Ditch the Paper: Electronic Equipment Inspections

Ditch the Paper: Electronic equipment inspections take fleet management to the next level

Excerpts from an article in Equipment World magazine - including comments from Ben Tucker at Barriere Construction on the advantages of using B2W Inform and B2W Maintain. Click here for the full article.

January 16, 2018 - There are plenty of obvious reasons to convert your maintenance and equipment inspection processes from paper records to digital: improved safety, shop efficiency, regulatory compliance and reduced downtime.

 

What’s more, electronic records can be easily upgraded and customized into different fields. You can track hours per service or repair. Inspections can be shared with your people, vendors and dealers. Repair histories can be called up instantly by anyone without having to thumb through hundreds of paper files. Inventory can be tied to the reports so you’re not caught emptyhanded on oil filters or other supplies.

 

Sharing is good

But the most important reason to move to paperless equipment inspections may not be so obvious, yet it has the potential to significantly transform your operations and your relationships with vendors, customers and other divisions in the company.

 

Ben Tucker, director of equipment and facilities at Barriere Construction headquartered in Metairie, Louisiana, manages a fleet of about 250 on- and off-road assets with a staff of equipment coordinators. Despite the company’s fleet size, it outsources all its maintenance and repair work.
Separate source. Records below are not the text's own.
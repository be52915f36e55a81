use bombcat_core::game::{
    Action, ActionError, ActionOutcome, DrawOutcome, EffectOutcome, Game, MatchConfig,
    MatchOutcome, MatchSetup, PlayOutcome, RecordingPresentation, TurnPhase,
};
use bombcat_core::model::card::{Card, CardId, CardKind};
use bombcat_core::model::contestant::Seat;
use bombcat_core::model::stack::Stack;

struct Deck {
    next: u16,
}

impl Deck {
    fn new() -> Self {
        Self { next: 100 }
    }

    fn card(&mut self, kind: CardKind) -> Card {
        let card = Card::new(CardId::new(self.next), kind);
        self.next += 1;
        card
    }

    fn cards(&mut self, kinds: &[CardKind]) -> Vec<Card> {
        kinds.iter().map(|&kind| self.card(kind)).collect()
    }
}

fn game_from(setup: MatchSetup, ui: RecordingPresentation) -> Game<RecordingPresentation> {
    Game::from_setup(MatchConfig::default(), setup, 11, ui)
}

#[test]
fn drawing_ends_the_sub_turn_and_passes_ownership() {
    let mut deck = Deck::new();
    let stack = Stack::from_top_down(deck.cards(&[CardKind::Skip, CardKind::Shuffle]));
    let mut game = game_from(MatchSetup::new(stack), RecordingPresentation::new());

    let outcome = game.draw(Seat::Human, false).expect("human owns the turn");
    assert!(matches!(outcome, DrawOutcome::Gained(card) if card.is(CardKind::Skip)));
    assert_eq!(game.owner(), Seat::Bot);
    assert_eq!(game.remaining_turns(), 1);
    assert_eq!(game.contestant(Seat::Human).hand().len(), 1);
    assert_eq!(game.phase(), TurnPhase::OwnerActing);
    assert_eq!(game.turn().sub_turns_completed(), 1);
}

#[test]
fn bomb_without_defuse_ends_the_match() {
    let mut deck = Deck::new();
    let stack = Stack::from_top_down(deck.cards(&[CardKind::Bomb, CardKind::Skip]));
    let hand = deck.cards(&[CardKind::Skip]);
    let setup = MatchSetup::new(stack)
        .with_hand(Seat::Bot, hand)
        .starting(Seat::Bot, 3);
    let mut game = game_from(setup, RecordingPresentation::new());

    let outcome = game.draw(Seat::Bot, false).expect("bot owns the turn");
    assert!(matches!(outcome, DrawOutcome::Exploded(_)));
    assert!(!game.contestant(Seat::Bot).is_alive());
    assert_eq!(game.outcome(), Some(MatchOutcome::Winner(Seat::Human)));
    // the explosion wipes whatever the loser still owed
    assert_eq!(game.remaining_turns(), 1);
    assert!(game.presentation().mentions("Match over"));

    let late = game.draw(Seat::Human, false);
    assert_eq!(late, Err(ActionError::MatchOver));
}

#[test]
fn defused_bomb_goes_back_and_forfeits_owed_turns() {
    let mut deck = Deck::new();
    let stack = Stack::from_top_down(deck.cards(&[
        CardKind::Bomb,
        CardKind::Skip,
        CardKind::Attack,
    ]));
    let hand = deck.cards(&[CardKind::Defuse, CardKind::Shuffle]);
    let setup = MatchSetup::new(stack)
        .with_hand(Seat::Human, hand)
        .starting(Seat::Human, 3);
    let ui = RecordingPresentation::new().with_insert_reply(Some(0));
    let mut game = game_from(setup, ui);

    let outcome = game.draw(Seat::Human, false).expect("human owns the turn");
    let DrawOutcome::Defused {
        bomb,
        position,
        fallback,
    } = outcome
    else {
        panic!("expected a defuse, got {outcome:?}");
    };
    assert_eq!(position, 0);
    assert!(!fallback);
    assert_eq!(game.stack().cards()[0], bomb);
    assert_eq!(game.stack().len(), 3);
    assert!(!game.contestant(Seat::Human).has_defuse());
    assert!(game.stack().discard_pile().iter().any(|c| c.is(CardKind::Defuse)));
    // the human placed it, so the bot learned nothing
    assert!(game.belief().known_at(2).is_none());
    assert_eq!(game.owner(), Seat::Bot);
    assert_eq!(game.remaining_turns(), 1);
    assert_eq!(game.tally(Seat::Human).bombs_defused, 1);
}

#[test]
fn out_of_range_insert_falls_back_to_a_legal_slot() {
    let mut deck = Deck::new();
    let stack = Stack::from_top_down(deck.cards(&[CardKind::Bomb, CardKind::Skip]));
    let hand = deck.cards(&[CardKind::Defuse]);
    let setup = MatchSetup::new(stack).with_hand(Seat::Human, hand);
    let ui = RecordingPresentation::new().with_insert_reply(Some(99));
    let mut game = game_from(setup, ui);

    let outcome = game.draw(Seat::Human, false).expect("human owns the turn");
    match outcome {
        DrawOutcome::Defused {
            position, fallback, ..
        } => {
            assert!(fallback);
            assert!(position <= 1);
        }
        other => panic!("expected a defuse, got {other:?}"),
    }
    assert_eq!(game.stack().len(), 2);
    assert!(game.presentation().mentions("outside 0-1"));
}

#[test]
fn bot_remembers_where_it_hid_the_bomb() {
    let mut deck = Deck::new();
    let stack = Stack::from_top_down(deck.cards(&[
        CardKind::Bomb,
        CardKind::Skip,
        CardKind::Attack,
        CardKind::Shuffle,
    ]));
    let hand = deck.cards(&[CardKind::Defuse]);
    let setup = MatchSetup::new(stack)
        .with_hand(Seat::Bot, hand)
        .starting(Seat::Bot, 1);
    let mut game = game_from(setup, RecordingPresentation::new());

    game.draw(Seat::Bot, false).expect("bot owns the turn");
    let depth = game
        .belief()
        .position_from_top(CardKind::Bomb)
        .expect("bot placed the bomb itself");
    let actual = game
        .stack()
        .top_down()
        .position(|c| c.is(CardKind::Bomb))
        .expect("bomb is back in the stack");
    assert_eq!(depth, actual);
    // where exactly stays out of the visible narration
    assert!(
        game.presentation()
            .notices()
            .iter()
            .filter(|(text, _)| text.contains("position"))
            .all(|(_, debug_only)| *debug_only)
    );
}

#[test]
fn attack_hands_over_one_more_than_owed() {
    let mut deck = Deck::new();
    let stack = Stack::from_top_down(deck.cards(&[CardKind::Skip; 4]));
    let hand = deck.cards(&[CardKind::Attack, CardKind::Attack]);
    let setup = MatchSetup::new(stack).with_hand(Seat::Human, hand.clone());
    let mut game = game_from(setup, RecordingPresentation::new());

    let outcome = game.play_card(Seat::Human, hand[0].id()).expect("attack is playable");
    assert!(matches!(
        outcome,
        PlayOutcome::Resolved {
            turn_ended: true,
            ..
        }
    ));
    assert_eq!(game.owner(), Seat::Bot);
    assert_eq!(game.remaining_turns(), 2);

    let stack = Stack::from_top_down(deck.cards(&[CardKind::Skip; 4]));
    let hand = deck.cards(&[CardKind::Attack]);
    let setup = MatchSetup::new(stack)
        .with_hand(Seat::Human, hand.clone())
        .starting(Seat::Human, 3);
    let mut game = game_from(setup, RecordingPresentation::new());
    game.play_card(Seat::Human, hand[0].id()).expect("attack is playable");
    assert_eq!(game.owner(), Seat::Bot);
    assert_eq!(game.remaining_turns(), 4);
}

#[test]
fn skip_spends_one_owed_turn_and_super_skip_spends_all() {
    let mut deck = Deck::new();
    let stack = Stack::from_top_down(deck.cards(&[CardKind::Shuffle; 3]));
    let hand = deck.cards(&[CardKind::Skip, CardKind::SuperSkip]);
    let setup = MatchSetup::new(stack)
        .with_hand(Seat::Human, hand.clone())
        .starting(Seat::Human, 3);
    let mut game = game_from(setup, RecordingPresentation::new());

    game.play_card(Seat::Human, hand[0].id()).expect("skip is playable");
    assert_eq!(game.owner(), Seat::Human);
    assert_eq!(game.remaining_turns(), 2);
    assert!(game.presentation().mentions("still owes 2"));

    game.play_card(Seat::Human, hand[1].id()).expect("super skip is playable");
    assert_eq!(game.owner(), Seat::Bot);
    assert_eq!(game.remaining_turns(), 1);
    assert_eq!(game.stack().len(), 3);
}

#[test]
fn negation_swallows_exactly_one_card() {
    let mut deck = Deck::new();
    let stack = Stack::from_top_down(deck.cards(&[CardKind::Shuffle; 4]));
    let human = deck.cards(&[CardKind::Negate, CardKind::Negate]);
    let bot = deck.cards(&[CardKind::Skip, CardKind::Skip]);
    let setup = MatchSetup::new(stack)
        .with_hand(Seat::Human, human.clone())
        .with_hand(Seat::Bot, bot.clone());
    let mut game = game_from(setup, RecordingPresentation::new());

    game.play_card(Seat::Human, human[0].id()).expect("negate is playable");
    assert!(game.turn().is_negated(Seat::Bot));
    assert_eq!(game.owner(), Seat::Human, "negate does not end the turn");

    let second = game.play_card(Seat::Human, human[1].id());
    assert_eq!(second, Err(ActionError::NegationAlreadyPending(Seat::Bot)));
    assert!(game.contestant(Seat::Human).hand().contains(human[1].id()));
    assert!(game.playable_cards(Seat::Human).is_empty());

    game.draw(Seat::Human, false).expect("human draws");
    assert_eq!(game.owner(), Seat::Bot);

    let swallowed = game.play_card(Seat::Bot, bot[0].id()).expect("bot may still play");
    assert_eq!(swallowed, PlayOutcome::Negated(bot[0]));
    assert_eq!(game.owner(), Seat::Bot);
    assert!(!game.turn().is_negated(Seat::Bot));

    let resolved = game.play_card(Seat::Bot, bot[1].id()).expect("bot plays again");
    assert!(matches!(resolved, PlayOutcome::Resolved { turn_ended: true, .. }));
    assert_eq!(game.owner(), Seat::Human);
    assert_eq!(game.tally(Seat::Bot).cards_negated, 1);
}

#[test]
fn refused_actions_leave_the_match_untouched() {
    let mut deck = Deck::new();
    let stack = Stack::from_top_down(deck.cards(&[CardKind::Skip; 2]));
    let hand = deck.cards(&[CardKind::Defuse, CardKind::Skip]);
    let stray = deck.card(CardKind::Attack);
    let setup = MatchSetup::new(stack).with_hand(Seat::Human, hand.clone());
    let mut game = game_from(setup, RecordingPresentation::new());

    assert_eq!(
        game.draw(Seat::Bot, false),
        Err(ActionError::OutOfTurn {
            expected: Seat::Human,
            actual: Seat::Bot
        })
    );
    assert_eq!(
        game.play_card(Seat::Human, stray.id()),
        Err(ActionError::CardNotInHand(stray.id()))
    );
    assert_eq!(
        game.play_card(Seat::Human, hand[0].id()),
        Err(ActionError::NotPlayable(CardKind::Defuse))
    );
    assert_eq!(game.owner(), Seat::Human);
    assert_eq!(game.stack().len(), 2);
    assert_eq!(game.contestant(Seat::Human).hand().len(), 2);
    assert_eq!(game.turn().sub_turns_completed(), 0);
}

#[test]
fn full_hand_refuses_to_draw() {
    let mut deck = Deck::new();
    let stack = Stack::from_top_down(deck.cards(&[CardKind::Skip; 2]));
    let hand = deck.cards(&[CardKind::Shuffle; 3]);
    let config = MatchConfig {
        hand_limit: 3,
        ..MatchConfig::default()
    };
    let setup = MatchSetup::new(stack).with_hand(Seat::Human, hand.clone());
    let mut game = Game::from_setup(config, setup, 5, RecordingPresentation::new());

    assert!(game.view(Seat::Human).is_hand_full());
    assert_eq!(
        game.apply_action(Seat::Human, Action::DRAW),
        Err(ActionError::HandFull { limit: 3 })
    );
    assert_eq!(game.stack().len(), 2);

    let played = game
        .apply_action(Seat::Human, Action::Play(hand[0].id()))
        .expect("playing is still allowed");
    assert!(matches!(
        played,
        ActionOutcome::Played(PlayOutcome::Resolved {
            effect: EffectOutcome::Applied,
            turn_ended: false,
            ..
        })
    ));
    assert!(game.draw(Seat::Human, false).is_ok());
}

#[test]
fn empty_stack_is_refilled_from_the_discard_pile() {
    let mut deck = Deck::new();
    let discard = deck.cards(&[CardKind::Skip, CardKind::Attack, CardKind::Swap]);
    let stack = Stack::from_top_down(Vec::new()).with_discard(discard);
    let mut game = game_from(MatchSetup::new(stack), RecordingPresentation::new());

    let outcome = game.draw(Seat::Human, false).expect("refill makes a draw possible");
    assert!(matches!(outcome, DrawOutcome::Gained(_)));
    assert_eq!(game.stack().len(), 2);
    assert!(game.stack().discard_pile().is_empty());
    assert_eq!(game.belief().len(), 2);
    assert!(game.presentation().mentions("shuffled back"));
}

#[test]
fn nothing_left_anywhere_refuses_the_draw() {
    let stack = Stack::from_top_down(Vec::new());
    let mut game = game_from(MatchSetup::new(stack), RecordingPresentation::new());

    assert_eq!(game.draw(Seat::Human, false), Err(ActionError::EmptyDraw));
    assert_eq!(game.owner(), Seat::Human);
}

#[test]
fn standard_deal_gives_each_seat_a_defuse_and_no_bombs() {
    let config = MatchConfig::default();
    let total = config.total_cards();
    let game = Game::with_presentation(config.clone(), 2024, RecordingPresentation::new())
        .expect("default config is valid");

    let mut in_hands = 0;
    for seat in Seat::LOOP {
        let hand = game.contestant(seat).hand();
        assert_eq!(hand.len(), config.opening_hand());
        assert!(hand.has_kind(CardKind::Defuse));
        assert!(!hand.has_kind(CardKind::Bomb));
        in_hands += hand.len();
    }
    assert_eq!(in_hands + game.stack().len(), total);
    assert_eq!(game.belief().len(), game.stack().len());
    assert_eq!(game.owner(), Seat::Human);
}

#[test]
fn same_seed_deals_the_same_match() {
    let first = Game::new(MatchConfig::default(), 99).expect("valid");
    let second = Game::new(MatchConfig::default(), 99).expect("valid");
    assert_eq!(first.stack().cards(), second.stack().cards());
    assert_eq!(
        first.contestant(Seat::Bot).hand().cards(),
        second.contestant(Seat::Bot).hand().cards()
    );
}

#[test]
fn invalid_config_is_refused_up_front() {
    let config = MatchConfig {
        hand_limit: 0,
        ..MatchConfig::default()
    };
    assert!(Game::new(config, 1).is_err());
}

#[test]
fn record_reflects_the_finished_match() {
    let mut deck = Deck::new();
    let stack = Stack::from_top_down(deck.cards(&[CardKind::Skip, CardKind::Bomb]));
    let mut game = game_from(MatchSetup::new(stack), RecordingPresentation::new());

    game.draw(Seat::Human, false).expect("human draws");
    game.draw(Seat::Bot, false).expect("bot draws the bomb");

    let record = game.record();
    assert_eq!(record.outcome, Some(MatchOutcome::Winner(Seat::Human)));
    assert_eq!(record.winner(), Some(Seat::Human));
    assert_eq!(record.human.cards_drawn, 1);
    assert_eq!(record.bot.cards_drawn, 1);
    assert_eq!(record.sub_turns, 2);
    assert_eq!(record.seed, 11);
}

#[test]
fn defuse_then_bomb_ends_with_the_first_drawer_winning() {
    let mut deck = Deck::new();
    let stack = Stack::from_top_down(deck.cards(&[CardKind::Defuse, CardKind::Bomb]));
    let mut game = game_from(MatchSetup::new(stack), RecordingPresentation::new());

    let first = game.draw(Seat::Human, false).expect("human draws");
    assert!(matches!(first, DrawOutcome::Gained(card) if card.is(CardKind::Defuse)));
    assert!(game.contestant(Seat::Human).has_defuse());
    assert_eq!(game.owner(), Seat::Bot);

    let second = game.draw(Seat::Bot, false).expect("bot draws");
    assert!(matches!(second, DrawOutcome::Exploded(_)));
    assert!(!game.contestant(Seat::Bot).is_alive());
    assert_eq!(game.outcome(), Some(MatchOutcome::Winner(Seat::Human)));
    assert!(matches!(game.phase(), TurnPhase::MatchOver(_)));
}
Tucker views his B2W Software digital inspection reports as essential to communicating with these outside vendors. The efficiency and timeliness of the reports enable these service providers to maximize their time in the field, he says.

 

B2W VIDEO: Paperless Inspections at Barriere

 

INFOGRAPHIC: Fleet Maintenance ROI at Barriere

 

Destroying downtime

Tucker started using paperless inspections and equipment management about a year and a half ago. Since then he has been able to cut the company’s percentage of machines undergoing emergency repairs almost in half. “For years, we couldn’t get our emergency repair rates below 5 percent,” he says. “Now we’re tracking at below 3 percent, and this year, we’ll probably finish up around 2 percent.”

 

One of the most significant contributors to this improvement in uptime is the speed with which a paperless system records information. In the past, if an operator or technician reported a problem on the old paper-based system, it could take up to a week before the form reached a vendor or somebody who could get something done.

 

“The paperless system streamlines the process of getting the information from the field to the vendors to get the work done,” Tucker says. “It gets you on a more proactive timeline on certain things that are critical to the operation. It’s coming in real time.”

 

Accurate data

The accuracy of maintenance data is also a key issue for fleet managers, says Derek Piwonka, division fleet manager for rail at Balfour Beatty in Colorado. As an example, if an hour meter is broken on a machine or a technician writes down the wrong hours or the wrong machine identification number on a paper form, those errors would get filed away in a paper system, possibly resulting in a missed oil change or service interval, Piwonka says. With a digital system tied to the machine’s telematics and GPS, such mistakes are easy to spot or immediately obvious. Alerts, notices of pending PMs or warnings can be sent automatically via email to everyone who needs to know.

 

Piwonka started employing digital maintenance recordkeeping in preparation for the electronic logging device mandate for trucks about two years ago and is rolling out a similar initiative to put all his yellow iron assets online using a Telogis Fleet and Compliance system. Before the company started digitizing the information and putting it on the cloud, he was faced with what he calls a “blizzard of paperwork.” Along with the company’s IT staff he’s also structuring his Telogis data to feed into the company’s enterprise resource program (ERP) to better share and inform people outside of the maintenance arena.

 

With his yellow iron coming on line, Piwonka intends to perform detailed oil change-interval studies on his equipment. Accurately recording the hours of a large number of machines will improve the quality of the study and greatly reduce the paper computations that doing such research by hand would require, he says.

 

Visual evidence

In addition to pushing data around the internet, many digital maintenance and inspection systems allow the technician to take a photo of a problem or repair and upload it to the file or a repair or maintenance log. Having the ability to take photos helps a lot, says Tucker, especially when you are using outside vendors for service.

 

 

The big challenge

 

As with any major systems change, the biggest challenge is often selling the idea to the executive suite and the employees under your supervision. Giometti lists four suggestions for making this happen:

 

1. Make sure you know what is available on the market. Survey all electronic inspection options to find the best fit. Ask questions and understand the potential ROI for your business.

 

2. Have a plan to get internal champions and early adopters on board. You don’t have to know everything. You know equipment, you know your business. Get some millennials to help you in the transition. Own it and then put a team around you. This is not about technology; it’s about mindset.

 

3. The champions who work with you on the pilot should encourage employees to buy into the technology by sharing its benefits.

 

4. Reward top performers. Gamification techniques offer a lot of room for creativity in coming up with reward programs. The more data you collect in your system the more ideas you can think up to help employees achieve companywide goals. Examples include rewarding people for the number or percentage of inspections completed. You can also use the data to establish performance bonuses.